Commodities Analyst Says Oil Price Slump Hammers US Shale Companies: 'Supply And Demand Are Going In Opposite Directions'

Oil prices remain in freefall and as the spread of the coronavirus triggers further panic in the markets, and this is in turn is squeezing U.S. shale companies.

At the time of writing Monday, Brent crude was down more than 8% and U.S. West Texas Intermediate crude was falling 5.23% to $29.97. 

Analyst: Shale Production To Decline

Bjarne Schieldrop, the chief commodities analyst at SEB, said he expects U.S. shale oil production to decline by 1 million barrels a daily in the next 12 months.

“Supply and demand are going in opposite directions in a way we have hardly seen before, with OPEC increasing production strongly at the same time as global demand takes a deep dive. The inventory build will be large in the short term and depress the market in the medium term."

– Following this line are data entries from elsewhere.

//! Parser utility functions.

use fgl_ast::TokenKind;

/// Check if a token kind can start an expression.
pub fn can_start_expression(kind: TokenKind) -> bool {
    matches!(
        kind,
        TokenKind::NumberLiteral
            | TokenKind::StringLiteral
            | TokenKind::TrueKeyword
            | TokenKind::FalseKeyword
            | TokenKind::NullKeyword
            | TokenKind::OpenParenToken
            | TokenKind::PlusToken
            | TokenKind::MinusToken
            | TokenKind::NotKeyword
    ) || kind.can_be_identifier()
}

/// Block keywords that may follow `EXIT`.
pub fn is_exit_type(kind: TokenKind) -> bool {
    matches!(
        kind,
        TokenKind::ForKeyword
            | TokenKind::ForeachKeyword
            | TokenKind::WhileKeyword
            | TokenKind::CaseKeyword
            | TokenKind::MenuKeyword
            | TokenKind::ProgramKeyword
            | TokenKind::DialogKeyword
            | TokenKind::InputKeyword
            | TokenKind::DisplayKeyword
    )
}

/// Block keywords that may follow `CONTINUE`.
pub fn is_continue_type(kind: TokenKind) -> bool {
    matches!(
        kind,
        TokenKind::ForKeyword
            | TokenKind::ForeachKeyword
            | TokenKind::WhileKeyword
            | TokenKind::MenuKeyword
            | TokenKind::DialogKeyword
            | TokenKind::InputKeyword
    )
}

/// Built-in type keywords that take no further syntax.
pub fn is_simple_type_keyword(kind: TokenKind) -> bool {
    matches!(
        kind,
        TokenKind::IntegerKeyword
            | TokenKind::IntKeyword
            | TokenKind::SmallintKeyword
            | TokenKind::TinyintKeyword
            | TokenKind::BigintKeyword
            | TokenKind::StringKeyword
            | TokenKind::DateKeyword
            | TokenKind::BooleanKeyword
            | TokenKind::TextKeyword
            | TokenKind::ByteKeyword
    )
}

/// Datetime and interval qualifier keywords.
pub fn is_datetime_qualifier(kind: TokenKind) -> bool {
    matches!(
        kind,
        TokenKind::YearKeyword
            | TokenKind::MonthKeyword
            | TokenKind::DayKeyword
            | TokenKind::HourKeyword
            | TokenKind::MinuteKeyword
            | TokenKind::SecondKeyword
            | TokenKind::FractionKeyword
    )
}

Demand is declining sharply due to the unfolding coronavirus crisis, the analyst said. 

“Oil demand in China indicatively declined by 30% in February 2020 but China dealt with the outbreak aggressively and swiftly with less than 0.01% of the population becoming infected."

Although the Chinese economy is now rebounding, SEB said it expects oil global demand to decline further in the second quarter of 2020 to as low as 95.2m bl/day before rebounding in the second half of 2020.

OPEC Price War

At a March 6 Organization of the Petroleum Exporting Countries meeting, Russia refused to sign up to additional cuts proposed by OPEC oil producers. Saudi Arabia decided to increase its oil production and launched an oil price war. 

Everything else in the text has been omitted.